Money avoidance with ADHD:
what to do when you can’t open your banking app
If you have ADHD and avoid checking your bank account, you are not alone.
Sometimes the hardest part of money is not budgeting, saving, planning, or understanding interest rates. But it can be simply opening the banking app.
You might know you need to check. You might even have the app on your home screen. But every time you think about it, your body says no.
So you do something else.
You get tea, open TikTok, answer a message, and then all of a sudden think of the laundry. In all this chaos, you promise to check again later, when you're more awake and like an adult.
In the last article, we talked about building a money system you can mostly ignore. Because we want to make a money system that works for people with ADHD, it shouldn't depend on daily motivation, perfect focus, or endless administrative energy.
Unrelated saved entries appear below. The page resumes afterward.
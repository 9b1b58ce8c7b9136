use chrono::{DateTime, Utc};
use diesel::prelude::*;
use serde::Serialize;
use serde_json::Value as JsonValue;
use uuid::Uuid;

#[derive(Queryable, Selectable, Serialize, Clone, Debug)]
#[diesel(table_name = crate::schema::audit_logs)]
#[diesel(check_for_backend(diesel::pg::Pg))]
pub struct AuditLog {
    pub id: Uuid,
    /// `None` for actions taken by the escalation worker.
    pub actor_id: Option<Uuid>,
    pub action: String,
    pub entity_type: String,
    pub entity_id: Uuid,
    pub details: JsonValue,
    pub created_at: DateTime<Utc>,
}

#[derive(Insertable, Debug)]
#[diesel(table_name = crate::schema::audit_logs)]
pub struct NewAuditLog {
    pub actor_id: Option<Uuid>,
    pub action: String,
    pub entity_type: String,
    pub entity_id: Uuid,
    pub details: JsonValue,
}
But there is a step before that.
Before you can build a calmer system, you often need to get through the avoidance. More here: Shame and Avoidance Cycles in Neurodivergent Adults.
This article is about that moment.
Why opening the banking app can feel so hard
A banking app looks simple from the outside. You tap it, log in, and see some numbers.
But emotionally, it can feel like opening a door when you do not know what is behind it.
There might be good news. There might be bad news. There might be a forgotten payment, a lower balance than expected, a subscription you meant to cancel, or a reminder that you are behind again.
For ADHD brains, this is not just “being bad with money”. ADHD is associated with difficulties in attention, organisation, impulse control, time management, and completing tasks that require sustained effort (NIMH, 2024; NHS, 2025).
You have to remember what happened, understand what is happening now, predict what might happen later, and then make a decision. Research on adults with ADHD has also found difficulties in financial judgement, especially understanding information relevant to a financial situation or transaction (Koerts et al., 2021).
So when someone says, “Just check your balance,” they may be missing the real problem.
The task is not one step. It is many steps wearing a one-step costume.
More here: Why financial decisions can feel harder with ADHD.
| Situation | What to do | Why it helps |
|---|---|---|
| Opening the app feels impossible | Make the first step tiny: open the app and close it again, or check just one number | Reduces the threat level and makes starting easier |
| “Sort my money out” feels too big | Replace it with one micro-task, like checking your balance or opening one letter | Smaller tasks are easier for an ADHD brain to begin |
| Looking at your bank account turns into panic | Do a no-decision money check: look only, do not fix anything yet | Separates checking from decision-making, which lowers overwhelm |
| You cannot do money tasks alone | Use body doubling: sit with a trusted person while you check | Makes task initiation easier and reduces emotional load |
| You find an unexplained deduction or an upcoming direct debit in the app | Pause, name the problem, write down the amount, note the deadline, choose one next step | Keeps you from spiralling and turns the problem into something actionable |
A gentler way to come back to your money
Money avoidance with ADHD usually does not improve through shame or pressure. It improves when checking your money feels smaller, safer, and easier to repeat.
That might mean using a simple routine or even reducing the number of places you have to look. It might mean setting reminders, separating bills from spending, or using an ADHD money management app to keep the basics visible without turning every check-in into a full financial review.
The best tool is not the most complicated one. It is the one you can still use when you are tired, behind, or overwhelmed.
So start there. With one small check-in, one clear next step, and a money system that makes it easier to come back.
Note: This article is educational and is not personalised financial or medical advice.
FAQ
Is money avoidance an ADHD symptom?
Money avoidance is not a formal ADHD symptom on its own. But it can be connected to ADHD-related difficulties such as inattention, organisation, emotional regulation, procrastination, impulsivity, and task initiation. Adults with higher ADHD symptom levels have been found to report more procrastination and internalising symptoms such as anxiety and depression (Oguchi et al., 2021).
Why do I avoid checking my bank account even when I know it makes things worse?
Avoidance gives short-term relief. If checking your bank account feels stressful, shameful, or confusing, your brain may learn that avoiding it makes you feel better right now. The issue is that the task often becomes more stressful later. The aim is to make checking feel smaller, safer, and less loaded.
Should I force myself to check every day or every week?
Not necessarily. Daily checking helps some people, but it can become stressful or obsessive for others. A weekly check, payday check, or “safe mode” check may work better. The best routine is the one you can repeat without burning out. You should try the routine we talked about in our last article.
More here: How to set up a money system you can ignore (and it still works).
What if I open the app and panic?
Close it. Breathe. Write down only what you saw, if you can. You are allowed to come back later. Panic is a sign the task needs to be smaller, not proof that you are incapable.